17.2.104 Thron der Träume

  • 17.2.104

    1 Thron der Träume

    Oh welch Gnade, oh welch Wunder, oh welche großartige Schönheit meinen Augen zuteil wurde. Wie sind wir doch alle gesegnet, die wir das große Privileg erfahren in den Diensten der wundervollsten unter den Großen zu stehen. Preis sei der Gottschöpferin, der Schönsten, welche diese Erde, diese neue Welt der Möglichkeiten bewandert!

    In ihren Diensten wurde ich schon Zeuge manches Meisterwerks und ihre Inspiration ließ mich selbst schon manchen Abglanz davon fertigen in den Stein der neu erschaffen wurde, allein damit ihr Geist sich durch meine Arbeit in ihn hinein präge. Hatte ich schon geglaubt im Schwarzen Thron selbst die höchste Kunst zu erkennen, so wurde meinem blinden Geist erneut die Augen geöffnet. Denn jenes Kunstwerk, das sie aus ihrem Besitztum schuf ist um viele Male größer, schöner und mächtiger als alles was ich sie zuvor schaffen sah.
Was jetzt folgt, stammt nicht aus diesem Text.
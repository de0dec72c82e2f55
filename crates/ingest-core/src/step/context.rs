use std::sync::Arc;

use serde_json::Value;

use crate::errors::{CoreResult, GraphCoreError};
use crate::model::{Entity, Relationship};
use crate::state::{EntityIter, JobState, SlotValue};
use crate::step::{CancellationFlag, StepDescriptor};

/// Everything a step may touch while it runs: the job state (writes limited
/// to the types the step declared), the source client and the run's
/// cancellation flag.
pub struct StepExecutionContext<'a, C> {
    step: &'a StepDescriptor<C>,
    job_state: &'a JobState,
    client: &'a C,
    cancellation: &'a CancellationFlag,
}

impl<'a, C> StepExecutionContext<'a, C> {
    pub fn new(step: &'a StepDescriptor<C>, job_state: &'a JobState, client: &'a C,
               cancellation: &'a CancellationFlag)
               -> Self {
        Self { step,
               job_state,
               client,
               cancellation }
    }

    pub fn step_id(&self) -> &str {
        &self.step.id
    }

    pub fn client(&self) -> &'a C {
        self.client
    }

    pub fn job_state(&self) -> &'a JobState {
        self.job_state
    }

    /// Fails with `Cancelled` once the run was aborted. Steps call it at
    /// source-iteration boundaries.
    pub fn checkpoint(&self) -> CoreResult<()> {
        if self.cancellation.is_cancelled() {
            return Err(GraphCoreError::Cancelled);
        }
        Ok(())
    }

    fn undeclared(&self, type_name: &str) -> GraphCoreError {
        GraphCoreError::UndeclaredType { step_id: self.step.id.clone(),
                                         type_name: type_name.to_string() }
    }

    pub fn add_entity(&self, entity: Entity) -> CoreResult<Arc<Entity>> {
        if !self.step.declares_entity_type(&entity.entity_type) {
            return Err(self.undeclared(&entity.entity_type));
        }
        self.job_state.add_entity(entity)
    }

    pub fn add_entity_idempotent(&self, entity: Entity) -> CoreResult<Arc<Entity>> {
        if !self.step.declares_entity_type(&entity.entity_type) {
            return Err(self.undeclared(&entity.entity_type));
        }
        self.job_state.add_entity_idempotent(entity)
    }

    pub fn add_relationship(&self, relationship: impl Into<Relationship>) -> CoreResult<Arc<Relationship>> {
        let relationship = relationship.into();
        let declared = match &relationship {
            Relationship::Direct(r) => self.step.declares_relationship_type(&r.relationship_type),
            Relationship::Mapped(r) => self.step.declares_mapped_relationship_type(&r.relationship_type),
        };
        if !declared {
            return Err(self.undeclared(relationship.relationship_type()));
        }
        self.job_state.add_relationship(relationship)
    }

    pub fn has_key(&self, key: &str) -> bool {
        self.job_state.has_key(key)
    }

    pub fn iterate_entities(&self, entity_type: &str) -> CoreResult<EntityIter<'a>> {
        self.job_state.iterate_entities(entity_type)
    }

    pub fn find_entity(&self, key: &str) -> Option<Arc<Entity>> {
        self.job_state.find_entity(key)
    }

    pub fn get_raw_data(&self, entity: &Entity) -> Option<Arc<Value>> {
        self.job_state.get_raw_data(entity)
    }

    pub fn set_data(&self, name: &str, value: SlotValue) {
        self.job_state.set_data(name, value)
    }

    pub fn get_data(&self, name: &str) -> Option<SlotValue> {
        self.job_state.get_data(name)
    }

    pub fn set_entity_slot(&self, name: &str, entity: Arc<Entity>) {
        self.job_state.set_entity_slot(name, entity)
    }

    pub fn entity_slot(&self, name: &str) -> CoreResult<Arc<Entity>> {
        self.job_state.entity_slot(name)
    }
}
    Da du, Palachan, von uns allen das Wesen der Schönheit wohl am ehesten verstehst, will ich dir gerne schildern was ich tat und wessen ich Zeuge wurde, damit du deine eigenen Studien durch meine Erfahrung erweitern kannst.

    Unendlich groß die Güte die mir widerfuhr, dass ich meine geringe Kunst in ihren Dienst stellen durfte, dass ihre Weisung mich an jenem Werk mitschaffen ließ. Wenig erschloss sich mir zunächst mein eigenes Handeln, und ich gebe zu, dass meine Hände unruhig waren, bei dem Gedanken den Schwarzen Thron, der so makellos und perfekt schien, zu verändern und diese Schönheit zu zerstören. Und für einen Augenblick schien es mir beinahe, dass sie meine Gedanken teilte und zögerte ihr eigenes Werk dem ungewissen Neuen zu opfern. Doch war es ihr Wille, der mich dorthin brachte, und ich zweifelte niemals am Willen der Schöpferin und wurde erneut belohnt mit dem Wissen an jenem neuen Werk beteiligt zu sein. Wo ich den Stein bearbeitete nach ihrem Wort, da wo sie die Macht der Existenz in neue Bahnen, und ihre Stimme und ihr Tanz wiesen mich an in dem was zu tun war. Ich fühlte beinahe die Formen, die sie in ihrem Geist erdachte und ich gab mein Möglichstes sie dem Stein zu entringen. Doch der Stein, wie sollte es auch sonst sein, schien sich ihrem Willen ganz und gar zu ergeben. Und so schufen wir das wohl größte Kunstwerk, dass diese junge Welt nun kennt.

    Der Schwarze Thron ist nun neu entstanden als Thron der Träume. Und wo die äußere Form durch meine eigene begrenzte Kunst gegeben ist, so ist sie kaum mehr als das Sinnbild für jene Macht, welche unsere Herrscherin in ihn hinein legte, dies ist das Monument der Träume, das einen jeden von ihnen wird aufnehmen können und der Gottschöpferin zu Diensten stellen, wie es ihr gebührt.

    Ach Palachan, wenn es Schönheit ist, die du in der Welt suchst, dann findest du sie außerhalb des Antlitzes unserer großen Herrin wohl nur dort, wo sie ihr Wesen in den Stein einprägte und ein Kunstwerk schuf, das seinesgleichen sucht.